§ HOW TO COMPLETE THIS TASK
From the records, report how many lines hold the word "weighted", with the number as the sole reply.
--- START ---
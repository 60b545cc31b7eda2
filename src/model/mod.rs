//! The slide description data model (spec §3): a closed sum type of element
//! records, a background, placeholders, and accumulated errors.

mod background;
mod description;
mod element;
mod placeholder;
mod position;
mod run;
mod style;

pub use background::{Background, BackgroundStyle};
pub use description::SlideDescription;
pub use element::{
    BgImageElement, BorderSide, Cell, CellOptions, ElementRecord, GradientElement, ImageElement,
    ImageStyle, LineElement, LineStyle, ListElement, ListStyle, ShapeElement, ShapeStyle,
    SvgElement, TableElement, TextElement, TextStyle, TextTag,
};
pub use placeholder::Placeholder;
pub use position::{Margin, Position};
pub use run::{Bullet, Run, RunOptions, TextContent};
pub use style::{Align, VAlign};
--- END ---
--- START ---
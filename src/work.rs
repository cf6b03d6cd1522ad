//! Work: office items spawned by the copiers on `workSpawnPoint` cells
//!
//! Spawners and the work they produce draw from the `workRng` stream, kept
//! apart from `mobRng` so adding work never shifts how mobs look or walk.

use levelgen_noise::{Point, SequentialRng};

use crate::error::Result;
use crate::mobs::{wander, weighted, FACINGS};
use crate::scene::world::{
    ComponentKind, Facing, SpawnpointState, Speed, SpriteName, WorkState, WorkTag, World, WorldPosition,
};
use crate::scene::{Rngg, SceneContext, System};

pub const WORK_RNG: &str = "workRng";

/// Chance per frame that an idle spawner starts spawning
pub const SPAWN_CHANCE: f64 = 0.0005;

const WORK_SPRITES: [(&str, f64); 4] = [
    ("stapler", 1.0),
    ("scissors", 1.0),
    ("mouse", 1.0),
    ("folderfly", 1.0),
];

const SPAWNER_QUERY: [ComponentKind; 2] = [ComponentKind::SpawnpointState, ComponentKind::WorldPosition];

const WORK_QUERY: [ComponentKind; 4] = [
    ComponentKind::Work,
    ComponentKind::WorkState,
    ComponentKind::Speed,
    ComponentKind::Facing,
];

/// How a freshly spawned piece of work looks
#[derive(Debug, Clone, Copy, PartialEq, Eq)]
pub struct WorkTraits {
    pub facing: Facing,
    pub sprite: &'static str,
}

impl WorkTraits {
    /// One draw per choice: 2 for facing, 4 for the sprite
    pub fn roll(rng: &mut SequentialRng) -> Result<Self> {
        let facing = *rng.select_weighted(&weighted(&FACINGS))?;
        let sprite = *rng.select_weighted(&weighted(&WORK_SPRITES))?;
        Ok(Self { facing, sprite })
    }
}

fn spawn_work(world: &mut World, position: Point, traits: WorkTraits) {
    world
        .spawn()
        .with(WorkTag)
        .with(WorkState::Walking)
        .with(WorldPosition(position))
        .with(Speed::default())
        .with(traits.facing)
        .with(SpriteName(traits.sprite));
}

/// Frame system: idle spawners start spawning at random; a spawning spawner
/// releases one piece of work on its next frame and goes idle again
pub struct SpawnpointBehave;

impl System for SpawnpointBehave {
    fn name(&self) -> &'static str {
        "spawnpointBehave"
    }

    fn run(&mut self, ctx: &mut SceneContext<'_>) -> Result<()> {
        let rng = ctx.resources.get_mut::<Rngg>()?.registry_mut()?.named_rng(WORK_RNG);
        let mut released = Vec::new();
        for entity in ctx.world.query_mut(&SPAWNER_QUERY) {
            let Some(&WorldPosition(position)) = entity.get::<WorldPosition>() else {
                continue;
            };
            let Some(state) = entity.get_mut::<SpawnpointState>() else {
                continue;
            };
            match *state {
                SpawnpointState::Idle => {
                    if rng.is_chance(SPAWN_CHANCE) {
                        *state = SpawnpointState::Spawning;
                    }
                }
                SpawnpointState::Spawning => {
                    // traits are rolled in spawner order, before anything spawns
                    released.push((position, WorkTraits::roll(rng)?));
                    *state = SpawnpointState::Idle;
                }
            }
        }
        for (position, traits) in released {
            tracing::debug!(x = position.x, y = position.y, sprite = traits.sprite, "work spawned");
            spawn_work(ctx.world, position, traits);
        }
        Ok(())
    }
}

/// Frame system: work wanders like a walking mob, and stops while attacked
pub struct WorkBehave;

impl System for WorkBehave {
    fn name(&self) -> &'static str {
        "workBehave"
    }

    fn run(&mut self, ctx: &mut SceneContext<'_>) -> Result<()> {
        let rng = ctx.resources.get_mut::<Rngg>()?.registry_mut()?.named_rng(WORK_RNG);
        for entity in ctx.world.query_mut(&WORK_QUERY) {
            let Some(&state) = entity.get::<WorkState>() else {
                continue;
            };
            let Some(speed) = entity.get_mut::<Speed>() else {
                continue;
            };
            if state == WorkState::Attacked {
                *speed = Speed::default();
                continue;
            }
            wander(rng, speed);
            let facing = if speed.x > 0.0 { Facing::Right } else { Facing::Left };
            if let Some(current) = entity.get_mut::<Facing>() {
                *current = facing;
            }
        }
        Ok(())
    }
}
--- END ---
§ EXPECTED ANSWER
3